// SQLite persistence for derived league state and standings.

use std::sync::{Mutex, MutexGuard};

use anyhow::{Context, Result};
use chrono::{DateTime, Utc};
use gridiron_core::division::Division;
use gridiron_core::franchise::FranchiseId;
use gridiron_core::game::{Game, GameRecords, WinLoss};
use gridiron_core::ledger::{Contract, Pick, PickStatus, PlayerId, RfaRight};
use gridiron_core::replay::{CashBalance, LeagueSnapshot};
use gridiron_core::season::Season;
use gridiron_core::standings::{PlayoffFinish, Standings, StandingsEntry};
use rusqlite::types::Type;
use rusqlite::{params, Connection, Row};

/// SQLite-backed store for per-season snapshots (contracts, RFA rights,
/// picks, cash), standings, weekly game records and key-value run state.
///
/// Every season is written as a full replacement: its previous rows are
/// deleted and the new set inserted in one transaction.
pub struct Database {
    conn: Mutex<Connection>,
}
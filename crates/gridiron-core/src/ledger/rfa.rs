// Restricted-free-agent rights.

use chrono::{DateTime, Utc};
use serde::{Deserialize, Serialize};

use super::contract::PlayerId;
use crate::franchise::FranchiseId;
use crate::season::Season;

/// A franchise's first-refusal claim on a player whose contract expired after
/// `season`. Valid only through the following off-season's auction.
#[derive(Debug, Clone, PartialEq, Eq, Serialize, Deserialize)]
pub struct RfaRight {
    pub player: PlayerId,
    pub franchise: FranchiseId,
    pub season: Season,
    /// When the expiring contract was converted into the right.
    pub converted_at: DateTime<Utc>,
}

impl RfaRight {
    /// The auction season at which the right is exercised or lapses.
    pub fn auction_season(&self) -> Season {
        self.season + 1
    }
}
// League ledger: contracts, draft picks, RFA rights and the transaction log
// they are derived from.

pub mod contract;
pub mod pick;
pub mod rfa;
pub mod transaction;

pub use contract::{Contract, LedgerError, PlayerId};
pub use pick::{Pick, PickKey, PickStatus};
pub use rfa::RfaRight;
pub use transaction::{LoggedTransaction, Party, Transaction, TransactionKind, TransactionLog};
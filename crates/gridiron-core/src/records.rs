// Weekly alternate records: all-play and stern, alongside the straight
// head-to-head record, accumulated week by week per franchise.

use std::collections::btree_map::Entry;
use std::collections::BTreeMap;

use serde::{Deserialize, Serialize};
use tracing::warn;

use crate::franchise::FranchiseId;
use crate::game::{Game, GameRecords, Outcome, RecordSnapshot, WinLoss};

/// Most wins, losses or ties a stern record can collect in one week.
pub const STERN_WEEKLY_CAP: u32 = 2;

/// One week's all-play record for `score` against everyone who played that
/// week. `week_scores` includes `score` itself once.
pub fn all_play(score: f64, week_scores: &[f64]) -> WinLoss {
    let mut record = WinLoss::default();
    for other in week_scores {
        match Outcome::from_scores(score, *other) {
            Outcome::Win => record.wins += 1,
            Outcome::Loss => record.losses += 1,
            Outcome::Tie => record.ties += 1,
        }
    }
    // The team's own score.
    record.ties = record.ties.saturating_sub(1);
    record
}

/// One week's stern record: the actual result plus a bonus decision against
/// the field, each count capped at [`STERN_WEEKLY_CAP`].
pub fn stern(actual: Outcome, all_play: WinLoss) -> WinLoss {
    let mut record = WinLoss::default();
    record.record(actual);
    let field = match all_play.wins.cmp(&all_play.losses) {
        std::cmp::Ordering::Greater => Outcome::Win,
        std::cmp::Ordering::Less => Outcome::Loss,
        std::cmp::Ordering::Equal => Outcome::Tie,
    };
    record.record(field);
    WinLoss {
        wins: record.wins.min(STERN_WEEKLY_CAP),
        losses: record.losses.min(STERN_WEEKLY_CAP),
        ties: record.ties.min(STERN_WEEKLY_CAP),
    }
}

/// Season-to-date totals for one franchise.
#[derive(Debug, Clone, Copy, Default, PartialEq, Eq, Serialize, Deserialize)]
#[serde(rename_all = "camelCase")]
pub struct RecordTotals {
    pub straight: WinLoss,
    pub all_play: WinLoss,
    pub stern: WinLoss,
}

/// Straight, all-play and stern snapshots for every franchise and week of a
/// season's played regular-season games.
#[derive(Debug, Clone, Default, PartialEq)]
pub struct WeeklyRecords {
    snapshots: BTreeMap<(u8, FranchiseId), GameRecords>,
    totals: BTreeMap<FranchiseId, RecordTotals>,
}

impl WeeklyRecords {
    pub fn compute(games: &[Game]) -> Self {
        let mut weeks: BTreeMap<u8, BTreeMap<FranchiseId, (f64, Outcome)>> = BTreeMap::new();
        for game in games.iter().filter(|g| g.kind.is_regular()) {
            for side in [&game.away, &game.home] {
                let (Some(score), Some(outcome)) = (side.score, game.outcome_for(side.franchise))
                else {
                    continue;
                };
                match weeks.entry(game.week).or_default().entry(side.franchise) {
                    Entry::Vacant(slot) => {
                        slot.insert((score, outcome));
                    }
                    Entry::Occupied(_) => warn!(
                        "franchise {} has more than one game in season {} week {}; keeping the first",
                        side.franchise, game.season, game.week
                    ),
                }
            }
        }

        let mut records = WeeklyRecords::default();
        for (week, results) in &weeks {
            let scores: Vec<f64> = results.values().map(|(score, _)| *score).collect();
            for (&franchise, &(score, outcome)) in results {
                let mut straight = WinLoss::default();
                straight.record(outcome);
                let field = all_play(score, &scores);
                let bonus = stern(outcome, field);

                let totals = records.totals.entry(franchise).or_default();
                totals.straight += straight;
                totals.all_play += field;
                totals.stern += bonus;

                records.snapshots.insert(
                    (*week, franchise),
                    GameRecords {
                        straight: RecordSnapshot {
                            week: straight,
                            cumulative: totals.straight,
                        },
                        all_play: RecordSnapshot {
                            week: field,
                            cumulative: totals.all_play,
                        },
                        stern: RecordSnapshot {
                            week: bonus,
                            cumulative: totals.stern,
                        },
                    },
                );
            }
        }
        records
    }

    pub fn for_week(&self, week: u8, franchise: FranchiseId) -> Option<GameRecords> {
        self.snapshots.get(&(week, franchise)).copied()
    }

    /// Season totals; zero for franchises without a played game.
    pub fn totals(&self, franchise: FranchiseId) -> RecordTotals {
        self.totals.get(&franchise).copied().unwrap_or_default()
    }

    /// Copies of `games` with each regular-season side's records filled in.
    /// Playoff and unplayed games carry no records.
    pub fn annotate(&self, games: &[Game]) -> Vec<Game> {
        games
            .iter()
            .map(|game| {
                let mut game = game.clone();
                let regular = game.kind.is_regular();
                for side in [&mut game.away, &mut game.home] {
                    side.records = if regular {
                        self.for_week(game.week, side.franchise)
                    } else {
                        None
                    };
                }
                game
            })
            .collect()
    }
}

/// Computes weekly records for a season and returns annotated copies of its
/// games.
pub fn annotate_season(games: &[Game]) -> Vec<Game> {
    WeeklyRecords::compute(games).annotate(games)
}
// Library root: re-exports all modules so integration tests and the binary
// share the same API.

pub mod app;
pub mod config;
pub mod db;
pub mod loader;
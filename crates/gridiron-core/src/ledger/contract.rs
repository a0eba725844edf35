// Player contracts.

use std::fmt;

use chrono::{DateTime, Utc};
use serde::{Deserialize, Serialize};
use thiserror::Error;

use crate::franchise::FranchiseId;
use crate::season::Season;

/// Externally resolved player identity.
#[derive(Debug, Clone, PartialEq, Eq, PartialOrd, Ord, Hash, Serialize, Deserialize)]
#[serde(transparent)]
pub struct PlayerId(pub String);

impl PlayerId {
    pub fn new(id: impl Into<String>) -> Self {
        PlayerId(id.into())
    }

    pub fn as_str(&self) -> &str {
        &self.0
    }
}

impl fmt::Display for PlayerId {
    fn fmt(&self, f: &mut fmt::Formatter<'_>) -> fmt::Result {
        f.write_str(&self.0)
    }
}

#[derive(Debug, Clone, PartialEq, Eq, Error)]
pub enum LedgerError {
    #[error("contract for player {player} ends in {end_year}, before it starts in {start_year}")]
    InvertedContract {
        player: PlayerId,
        start_year: Season,
        end_year: Season,
    },
}

/// A player's contract with a franchise.
#[derive(Debug, Clone, PartialEq, Eq, Serialize, Deserialize)]
pub struct Contract {
    pub player: PlayerId,
    pub franchise: FranchiseId,
    pub salary: u32,
    /// `None` marks a free-agent signing (no auction or draft origin).
    pub start_year: Option<Season>,
    pub end_year: Season,
    /// When the contract was signed. Movements recorded before this instant
    /// belong to an earlier contract and do not apply to this one.
    pub signed_at: DateTime<Utc>,
}

impl Contract {
    pub fn validate(&self) -> Result<(), LedgerError> {
        match self.start_year {
            Some(start) if self.end_year < start => Err(LedgerError::InvertedContract {
                player: self.player.clone(),
                start_year: start,
                end_year: self.end_year,
            }),
            _ => Ok(()),
        }
    }

    pub fn is_free_agent_signing(&self) -> bool {
        self.start_year.is_none()
    }

    /// Whether the contract still runs in `season`.
    pub fn is_active_in(&self, season: Season) -> bool {
        self.end_year >= season
    }

    /// Whether a movement at `at` applies to this contract.
    pub fn predates(&self, at: DateTime<Utc>) -> bool {
        at < self.signed_at
    }
}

▶ THE TASK
Determine the count of lines in the data that contain the string "LedgerError", and reply with that count alone.

▶ RESPONSE TO THE TASK
4